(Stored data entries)
===============

use std::f32::consts::PI;

use super::config::WindowKind;

/// Number of analysis frames for a signal of `len` samples.
///
/// A signal shorter than one frame still yields a single zero-padded frame;
/// otherwise the count follows `ceil((len - frame_size) / hop) + 1`, with the
/// trailing partial frame zero-padded rather than dropped.
pub(crate) fn frame_count(len: usize, frame_size: usize, hop_size: usize) -> usize {
    if len == 0 {
        return 0;
    }
    if len <= frame_size {
        return 1;
    }
    (len - frame_size).div_ceil(hop_size) + 1
}

pub(crate) fn build_window(kind: WindowKind, length: usize) -> Vec<f32> {
    if length <= 1 {
        return vec![1.0_f32; length.max(1)];
    }
    let denom = (length - 1) as f32;
    match kind {
        WindowKind::Hann => (0..length)
            .map(|n| 0.5_f32 * (1.0 - (2.0 * PI * n as f32 / denom).cos()))
            .collect(),
        WindowKind::Hamming => (0..length)
            .map(|n| 0.54_f32 - 0.46 * (2.0 * PI * n as f32 / denom).cos())
            .collect(),
        WindowKind::Rectangular => vec![1.0_f32; length],
    }
}

/// Copy the frame starting at `start` into `dst`, zero-padding past the end
/// of the signal. Non-finite samples are silenced.
pub(crate) fn fill_raw(dst: &mut [f32], samples: &[f32], start: usize) {
    for (i, cell) in dst.iter_mut().enumerate() {
        *cell = sanitize(samples.get(start + i).copied().unwrap_or(0.0));
    }
}

/// Like [`fill_raw`] but with the analysis window applied.
pub(crate) fn fill_windowed(dst: &mut [f32], samples: &[f32], start: usize, window: &[f32]) {
    for (i, cell) in dst.iter_mut().enumerate() {
        let src = sanitize(samples.get(start + i).copied().unwrap_or(0.0));
        let win = window.get(i).copied().unwrap_or(1.0);
        *cell = src * win;
    }
}

pub(crate) fn sanitize(sample: f32) -> f32 {
    if sample.is_finite() { sample } else { 0.0 }
}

===============

◆ Exercise goal
Reproduce exactly the line bearing "analysis window applied." and all the lines that come after it in the records above; add nothing.

◆ Answer to this problem
/// Like [`fill_raw`] but with the analysis window applied.
pub(crate) fn fill_windowed(dst: &mut [f32], samples: &[f32], start: usize, window: &[f32]) {
    for (i, cell) in dst.iter_mut().enumerate() {
        let src = sanitize(samples.get(start + i).copied().unwrap_or(0.0));
        let win = window.get(i).copied().unwrap_or(1.0);
        *cell = src * win;
    }
}

pub(crate) fn sanitize(sample: f32) -> f32 {
    if sample.is_finite() { sample } else { 0.0 }
}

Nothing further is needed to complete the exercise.